Iwamoto rougit. Je le fixe, le visage impassible.
— Quoi ? C’est vrai. T’avais l’air de vouloir me manger !
C’est vrai. Il a raison.
Iwamoto m’avait dit d’attendre, mais mon désir animal ne l’a pas écouté et a continué sans se soucier de rien.
— Mon médecin est une bête, au lit…
Iwamoto pose sa grande main sur ma joue et approche lentement son visage du mien. Il m’embrasse.
— Mon médecin vierge.
Il me taquine, si près que nos cils se frôlent presque. Ses yeux sont humides de désir. Il m’embrasse encore, un peu plus longtemps cette fois. À chaque fois que nos langues s’entremêlent, notre souffle s’accélère.
— Ça veut dire que t’aimes autant que ça, mes fesses ?
— J’adore tes fesses.
— Quel pervers.
Iwamoto respire fort, me traite de pervers et grimpe sur moi. Sans doute parce que je suis autant excité rien qu’en me faisant insulter par lui. On s’embrasse encore et encore, produisant des sons vulgaires, nos dents s’entrechoquant.

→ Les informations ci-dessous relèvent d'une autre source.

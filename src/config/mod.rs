//! Configuration module for the report bot.
//!
//! Handles loading of Telegram API credentials and bot settings
//! from the environment.

mod settings;

pub use settings::{BotSettings, ConfigError, TelegramConfig, parse_admin_ids};

/// Default maximum length of the report details, in characters.
pub const DEFAULT_MAX_REPORT_LENGTH: usize = 1000;

/// Default number of seconds between reports from the same user.
pub const DEFAULT_REPORT_COOLDOWN_SECS: u64 = 60;
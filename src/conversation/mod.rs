//! Report conversation module.
//!
//! Turns commands, text messages and button presses of each user into
//! replies, following the `/report` dialog. Nothing here talks to
//! Telegram directly; the transport executes the returned [`Action`]s.

mod handler;
mod state;
mod types;

pub use handler::{NO_DETAILS, ReportFlow, review_keyboard};
pub use state::{ConversationState, Conversations};
pub use types::{
    Action, BotCommand, Button, CallbackAction, Incoming, Keyboard, OutgoingMessage, Sender,
};
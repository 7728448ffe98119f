//! Delivery of new reports to the report channel and the admins.

use std::future::Future;
use std::sync::Arc;

use tracing::{info, warn};

use super::TelegramError;
use crate::conversation::{OutgoingMessage, review_keyboard};
use crate::reports::{Report, render};

/// Who a notification is addressed to.
#[derive(Debug, Clone, Copy, PartialEq, Eq)]
pub enum Recipient {
    /// The configured report channel.
    Channel,

    /// An admin, by user id.
    Admin(i64),
}

/// Anything that can deliver a message to a recipient.
pub trait Outbox: Send + Sync {
    /// Sends the message.
    fn send(
        &self,
        recipient: Recipient,
        message: OutgoingMessage,
    ) -> impl Future<Output = Result<(), TelegramError>> + Send;
}

/// How the report channel is addressed in the configuration.
#[derive(Debug, Clone, PartialEq, Eq)]
pub enum ChannelAddress {
    /// Public username, without the `@`.
    Username(String),

    /// Numeric id; Bot API style `-100…` ids are reduced to the bare id.
    Id(i64),
}

impl ChannelAddress {
    /// Parses `@name`, `https://t.me/name`, `name` or a numeric id.
    #[must_use]
    pub fn parse(raw: &str) -> Option<Self> {
        let raw = raw.trim();
        if raw.is_empty() {
            return None;
        }

        if let Ok(id) = raw.parse::<i64>() {
            let bare = raw
                .strip_prefix("-100")
                .and_then(|rest| rest.parse::<i64>().ok())
                .unwrap_or_else(|| id.abs());
            return Some(Self::Id(bare));
        }

        let name = raw
            .strip_prefix("https://t.me/")
            .or_else(|| raw.strip_prefix("http://t.me/"))
            .or_else(|| raw.strip_prefix("t.me/"))
            .unwrap_or(raw);
        let name = name.trim_start_matches('@').trim_end_matches('/');

        if name.is_empty() || !name.chars().all(|c| c.is_ascii_alphanumeric() || c == '_') {
            return None;
        }
        Some(Self::Username(name.to_owned()))
    }
}

/// Outcome of delivering one report.
#[derive(Debug, Default, Clone, PartialEq, Eq)]
pub struct DeliverySummary {
    /// Recipients that received the report.
    pub delivered: Vec<Recipient>,

    /// Recipients the report could not be delivered to.
    pub failed: Vec<Recipient>,
}

/// Sends new reports to the report channel and every admin.
pub struct ReportNotifier<O> {
    outbox: Arc<O>,
    has_channel: bool,
    admin_ids: Vec<i64>,
}

impl<O: Outbox> ReportNotifier<O> {
    /// Creates a notifier.
    #[must_use]
    pub fn new(outbox: Arc<O>, has_channel: bool, admin_ids: Vec<i64>) -> Self {
        Self {
            outbox,
            has_channel,
            admin_ids,
        }
    }

    /// Delivers the report. A failure for one recipient does not stop the others.
    pub async fn deliver(&self, report: &Report) -> DeliverySummary {
        let text = render::notification_text(report);
        let mut summary = DeliverySummary::default();

        if self.has_channel {
            let result = self
                .outbox
                .send(Recipient::Channel, OutgoingMessage::text(text.clone()))
                .await;
            record(&mut summary, Recipient::Channel, result);
        }

        for &admin_id in &self.admin_ids {
            let message =
                OutgoingMessage::text(text.clone()).with_keyboard(review_keyboard(&report.id));
            let result = self.outbox.send(Recipient::Admin(admin_id), message).await;
            record(&mut summary, Recipient::Admin(admin_id), result);
        }

        info!(
            "Report #{} delivered to {} recipients ({} failed)",
            report.id,
            summary.delivered.len(),
            summary.failed.len()
        );
        summary
    }
}

fn record(summary: &mut DeliverySummary, recipient: Recipient, result: Result<(), TelegramError>) {
    match result {
        Ok(()) => summary.delivered.push(recipient),
        Err(e) => {
            match recipient {
                Recipient::Channel => warn!("Failed to send report to channel: {}", e),
                Recipient::Admin(id) => warn!("Failed to send report to admin {}: {}", id, e),
            }
            summary.failed.push(recipient);
        }
    }
}

impl<O> std::fmt::Debug for ReportNotifier<O> {
    fn fmt(&self, f: &mut std::fmt::Formatter<'_>) -> std::fmt::Result {
        f.debug_struct("ReportNotifier")
            .field("has_channel", &self.has_channel)
            .field("admin_ids", &self.admin_ids)
            .finish_non_exhaustive()
    }
}
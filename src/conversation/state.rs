//! Per-user conversation state.

use std::collections::HashMap;
use std::sync::Arc;

use tokio::sync::{Mutex, OwnedMutexGuard};

use crate::reports::{ReportDraft, ReportKind, ReportReason};

/// Where a user is in the report conversation.
#[derive(Debug, Clone, PartialEq, Eq)]
pub enum ConversationState {
    /// Waiting for the user to pick what to report.
    ChoosingKind,

    /// Waiting for the username or link of the target.
    AwaitingTarget { kind: ReportKind },

    /// Waiting for the user to pick a reason.
    ChoosingReason { kind: ReportKind, target: String },

    /// Waiting for additional details or `/skip`.
    AwaitingDetails {
        kind: ReportKind,
        target: String,
        reason: ReportReason,
    },

    /// Waiting for the user to confirm the summary.
    Confirming(ReportDraft),
}

impl ConversationState {
    /// Short name for logging.
    #[must_use]
    pub const fn name(&self) -> &'static str {
        match self {
            Self::ChoosingKind => "choosing_kind",
            Self::AwaitingTarget { .. } => "awaiting_target",
            Self::ChoosingReason { .. } => "choosing_reason",
            Self::AwaitingDetails { .. } => "awaiting_details",
            Self::Confirming(_) => "confirming",
        }
    }
}

/// A user's conversation, locked for the duration of one update.
pub type ConversationSlot = OwnedMutexGuard<Option<ConversationState>>;

/// Active conversations keyed by user id.
///
/// Each user has their own slot. Holding a slot serializes the updates of
/// that user without blocking anybody else.
#[derive(Debug, Default)]
pub struct Conversations {
    slots: Mutex<HashMap<i64, Arc<Mutex<Option<ConversationState>>>>>,
}

impl Conversations {
    /// Creates an empty set of conversations.
    #[must_use]
    pub fn new() -> Self {
        Self::default()
    }

    /// Locks the user's slot until the returned guard is dropped.
    pub async fn lock(&self, user_id: i64) -> ConversationSlot {
        let slot = {
            let mut slots = self.slots.lock().await;
            Arc::clone(slots.entry(user_id).or_default())
        };
        slot.lock_owned().await
    }

    /// Returns the state of the user's conversation, if any.
    pub async fn get(&self, user_id: i64) -> Option<ConversationState> {
        self.lock(user_id).await.clone()
    }

    /// Moves the user's conversation to a new state.
    pub async fn set(&self, user_id: i64, state: ConversationState) {
        *self.lock(user_id).await = Some(state);
    }

    /// Ends the user's conversation, returning its last state.
    pub async fn end(&self, user_id: i64) -> Option<ConversationState> {
        self.lock(user_id).await.take()
    }

    /// Number of users in a conversation.
    pub async fn active(&self) -> usize {
        let slots: Vec<_> = self.slots.lock().await.values().cloned().collect();

        let mut active = 0;
        for slot in slots {
            if slot.lock().await.is_some() {
                active += 1;
            }
        }
        active
    }

    /// Drops idle slots of users without a conversation. Returns how many were removed.
    pub async fn prune(&self) -> usize {
        let mut slots = self.slots.lock().await;
        let before = slots.len();
        slots.retain(|_, slot| {
            Arc::strong_count(slot) > 1 || !matches!(slot.try_lock(), Ok(state) if state.is_none())
        });
        before - slots.len()
    }
}

#[cfg(test)]
mod tests {
    use super::*;

    #[tokio::test]
    async fn test_set_get_end() {
        let conversations = Conversations::new();
        assert!(conversations.get(1).await.is_none());

        conversations.set(1, ConversationState::ChoosingKind).await;
        assert_eq!(conversations.get(1).await, Some(ConversationState::ChoosingKind));
        assert_eq!(conversations.active().await, 1);

        assert_eq!(conversations.end(1).await, Some(ConversationState::ChoosingKind));
        assert!(conversations.get(1).await.is_none());
        assert_eq!(conversations.end(1).await, None);
    }

    #[tokio::test]
    async fn test_slot_serializes_updates_of_one_user() {
        let conversations = Arc::new(Conversations::new());
        let mut slot = conversations.lock(1).await;

        let waiting = {
            let conversations = Arc::clone(&conversations);
            tokio::spawn(async move { conversations.get(1).await })
        };
        tokio::task::yield_now().await;
        assert!(!waiting.is_finished());

        // Other users are not blocked
        conversations.set(2, ConversationState::ChoosingKind).await;

        *slot = Some(ConversationState::ChoosingKind);
        drop(slot);
        assert_eq!(waiting.await.unwrap(), Some(ConversationState::ChoosingKind));
    }

    #[tokio::test]
    async fn test_prune_keeps_active_conversations() {
        let conversations = Conversations::new();
        conversations.set(1, ConversationState::ChoosingKind).await;
        conversations.end(2).await;
        conversations.end(3).await;

        assert_eq!(conversations.prune().await, 2);
        assert_eq!(conversations.active().await, 1);
        assert_eq!(conversations.get(1).await, Some(ConversationState::ChoosingKind));
    }

    #[test]
    fn test_state_names() {
        let state = ConversationState::AwaitingTarget {
            kind: ReportKind::User,
        };
        assert_eq!(state.name(), "awaiting_target");
    }
}
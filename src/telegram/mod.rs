//! Telegram transport module.
//!
//! Connects the bot account over `MTProto`, feeds updates into the
//! report conversation and delivers new reports to the moderators.

mod client;
pub mod dispatcher;
mod notifier;
mod peers;

pub use client::{TelegramBot, TelegramError, to_input_message};
pub use notifier::{ChannelAddress, DeliverySummary, Outbox, Recipient, ReportNotifier};
pub use peers::{ChatKind, PeerCache};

— T’as encore envie de me baiser, hein, sensei ?
On est nus tous les deux. La chaleur monte encore à chaque fois que nos corps se touchent. Une fois que ça commence, il n’y a évidemment plus de retour en arrière possible. Alors je dis :
— Oui.
Iwamoto sourit, fier de lui.
Ah, j’ai envie de continuer à dévorer ton corps pour le reste de ma vie !
Et c’est ainsi qu’on continue de faire l’amour tard dans la nuit.